Yargıda tazminat tedirginliği

Seçimlere 10 ay kala, bürokraside olduğu gibi yargıda da iktidar değişikliği halinde geçmişte verilen kararlarla ilgili tedirginlik yaşandığı ifade ediliyor. Çünkü, benzer davalarda geçmişte 'onama' kararları veriliyordu ancak aynı içerikteki davalarda 'bozma' kararları çıkmaya başladı.

Fetullahçı Terör Örgütü (FETÖ) davalarının ağırlıkta olduğu Yargıtay 3. Ceza Dairesi'nde temyiz edilen 4 karar karşılaştırıldığında, yargı mensuplarının benzer içerikteki davalarda Anayasa Mahkemesi ve Avrupa İnsan Hakları Mahkemesi'yle daha uyumlu kararlara imza attıkları görülüyor. 

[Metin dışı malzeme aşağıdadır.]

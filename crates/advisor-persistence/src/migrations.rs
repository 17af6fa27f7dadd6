//! Runner de migraciones SQL embebidas.
//!
//! Cada archivo de `migrations/` es una migración; se aplican en orden, una
//! sola vez, dentro de una transacción. Las aplicadas quedan registradas en
//! `schema_migrations`.

use chrono::Utc;
use log::info;
use sqlx::PgPool;

use crate::error::PersistenceError;

/// (versión, contenido) en orden de aplicación.
pub const MIGRATIONS: &[(&str, &str)] = &[("0001_vault.sql", include_str!("../migrations/0001_vault.sql")),
                                          ("0002_workflow_runs.sql", include_str!("../migrations/0002_workflow_runs.sql"))];

/// Divide un archivo en sentencias, descartando comentarios de línea y
/// sentencias vacías.
fn statements(sql: &str) -> Vec<String> {
    let without_comments: String = sql.lines()
                                      .filter(|l| !l.trim_start().starts_with("--"))
                                      .collect::<Vec<_>>()
                                      .join("\n");
    without_comments.split(';')
                    .map(str::trim)
                    .filter(|s| !s.is_empty())
                    .map(str::to_string)
                    .collect()
}

/// Aplica las migraciones pendientes. Devuelve cuántas se aplicaron.
pub async fn run_pending_migrations(pool: &PgPool) -> Result<usize, PersistenceError> {
    sqlx::query("CREATE TABLE IF NOT EXISTS schema_migrations (version TEXT PRIMARY KEY, applied_at TIMESTAMPTZ NOT NULL)")
        .execute(pool)
        .await?;

    let mut applied = 0;
    for (version, sql) in MIGRATIONS {
        let already: Option<(String,)> = sqlx::query_as("SELECT version FROM schema_migrations WHERE version = $1")
            .bind(*version)
            .fetch_optional(pool)
            .await?;
        if already.is_some() {
            continue;
        }
        info!("applying migration {version}");
        let mut tx = pool.begin().await?;
        for stmt in statements(sql) {
            sqlx::query(&stmt).execute(&mut *tx)
                              .await
                              .map_err(|e| PersistenceError::Migration { version: version.to_string(),
                                                                         message: e.to_string() })?;
        }
        sqlx::query("INSERT INTO schema_migrations (version, applied_at) VALUES ($1, $2)")
            .bind(*version)
            .bind(Utc::now())
            .execute(&mut *tx)
            .await?;
        tx.commit().await?;
        applied += 1;
    }
    Ok(applied)
}
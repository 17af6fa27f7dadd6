//! advisorflow-server
//!
//! Levanta la API HTTP de runs. Con `DATABASE_URL` usa Postgres (aplicando
//! migraciones pendientes); sin ella arranca con stores en memoria.
use std::process::ExitCode;
use std::sync::Arc;

use advisor_adapters::LogNotifier;
use advisor_core::{DocumentSink, InMemoryRunStore, RunStore};
use advisor_domain::{InMemoryVault, VaultDirectory};
use advisor_persistence::{build_pool_from_env, PgRunStore, PgVault};
use advisorflow::watchdog::spawn_watchdog;
use advisorflow::{build_manager, router, AppConfig, AppState};
use tracing::{error, info, warn};
use tracing_subscriber::EnvFilter;

type Backend = (Arc<dyn RunStore>, Arc<dyn DocumentSink>, Arc<dyn VaultDirectory>);

async fn postgres_backend() -> Result<Backend, String> {
    // el pool se entrega con las migraciones ya aplicadas
    let pool = build_pool_from_env().await.map_err(|e| format!("database error: {e}"))?;
    info!("using Postgres backend");
    let vault = Arc::new(PgVault::new(pool.clone()));
    let store: Arc<dyn RunStore> = Arc::new(PgRunStore::new(pool));
    let sink: Arc<dyn DocumentSink> = vault.clone();
    let directory: Arc<dyn VaultDirectory> = vault;
    Ok((store, sink, directory))
}

fn memory_backend() -> Backend {
    let vault = Arc::new(InMemoryVault::new());
    let store: Arc<dyn RunStore> = Arc::new(InMemoryRunStore::new());
    let sink: Arc<dyn DocumentSink> = vault.clone();
    let directory: Arc<dyn VaultDirectory> = vault;
    (store, sink, directory)
}

async fn shutdown_signal() {
    if let Err(e) = tokio::signal::ctrl_c().await {
        warn!(error = %e, "could not listen for ctrl-c");
    }
    info!("shutting down");
}

async fn serve(config: AppConfig) -> Result<(), String> {
    let (store, sink, vault) = match &config.database_url {
        Some(_) => postgres_backend().await?,
        None => {
            warn!("DATABASE_URL not set; using in-memory stores");
            memory_backend()
        }
    };

    let manager = Arc::new(build_manager(store, sink, &config));
    let watchdog = spawn_watchdog(manager.clone(), config.watchdog_interval, config.stall_timeout);
    let app = router(AppState::new(manager, vault, Arc::new(LogNotifier)));

    let listener = tokio::net::TcpListener::bind(config.bind)
                                           .await
                                           .map_err(|e| format!("bind {}: {e}", config.bind))?;
    info!(addr = %config.bind, "listening");
    let result = axum::serve(listener, app).with_graceful_shutdown(shutdown_signal())
                                           .await
                                           .map_err(|e| format!("server error: {e}"));
    watchdog.abort();
    result
}

#[tokio::main]
async fn main() -> ExitCode {
    tracing_subscriber::fmt().with_env_filter(EnvFilter::try_from_default_env().unwrap_or_else(|_| EnvFilter::new("info")))
                             .init();

    let config = match AppConfig::from_env() {
        Ok(c) => c,
        Err(e) => {
            error!(error = %e, "invalid configuration");
            return ExitCode::from(2);
        }
    };
    match serve(config).await {
        Ok(()) => ExitCode::SUCCESS,
        Err(e) => {
            error!("{e}");
            ExitCode::FAILURE
        }
    }
}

ByLock iddiası var ama tespit tutanağı yok

Yargıtay 3. Ceza Dairesi, 28 Eylül 2021, 30 Kasım 2021 ve 6 Aralık 2021 tarihli kararlarında, FETÖ davalarında kriter olarak belirlenen ve örgütün haberleşme uygulaması ByLock kullanıcısı olduğu iddia edilen sanıklar hakkında verilen kararları onadı. 

Temyiz edilen dosyalarda, sanıklar haklarındaki "ByLock Tespit ve Değerlendirme Tutanağı"nın dosyaya gönderilmesinin beklenmediğini ve buna rağmen FETÖ mensubu oldukları gerekçesiyle cezalandırıldıklarını savundu. 

Yargıtay 3. Ceza Dairesi ise, verdiği üç onama kararında, "ByLock Tespit ve Değerlendirme Tutunağı"nın dosyaya gönderilmesinin sonuca etkisi olmadığına hükmederek yerel mahkemenin kararlarını onadı.

Benzer davada tespit tutanağı bozma gerekçesi oldu

Aynı daire, 14 Aralık 2021 tarihindeki kararında ise, sanık hakkında ByLock Tespit ve Değerlendirme Tutanağı olmadan ceza verilmesini bozma gerekçesi yaptı.

"Bank Asya'da hesabı olması bankacılık işlemi" 

Yargıtay 3. Ceza Dairesi, kararında ByLock'un yanı sıra, FETÖ davalarının kriterlerin biri olan ve sanığa da yöneltilen Bank Asya'da işlem yapma suçlamasıyla ilgili de 'sıradan bir bankacılık işlemi' dedi. 

"HTS kayıtları hiyerarşik yapıya katıldığına kesin delil değil"

Kararda ayrıca, sanığı örgüt mensuplarıyla HTS kayıtlarının olması örgütün hiyerarşik yapısına katıldığına kesin olarak kanıt olmayacağı belirtildi.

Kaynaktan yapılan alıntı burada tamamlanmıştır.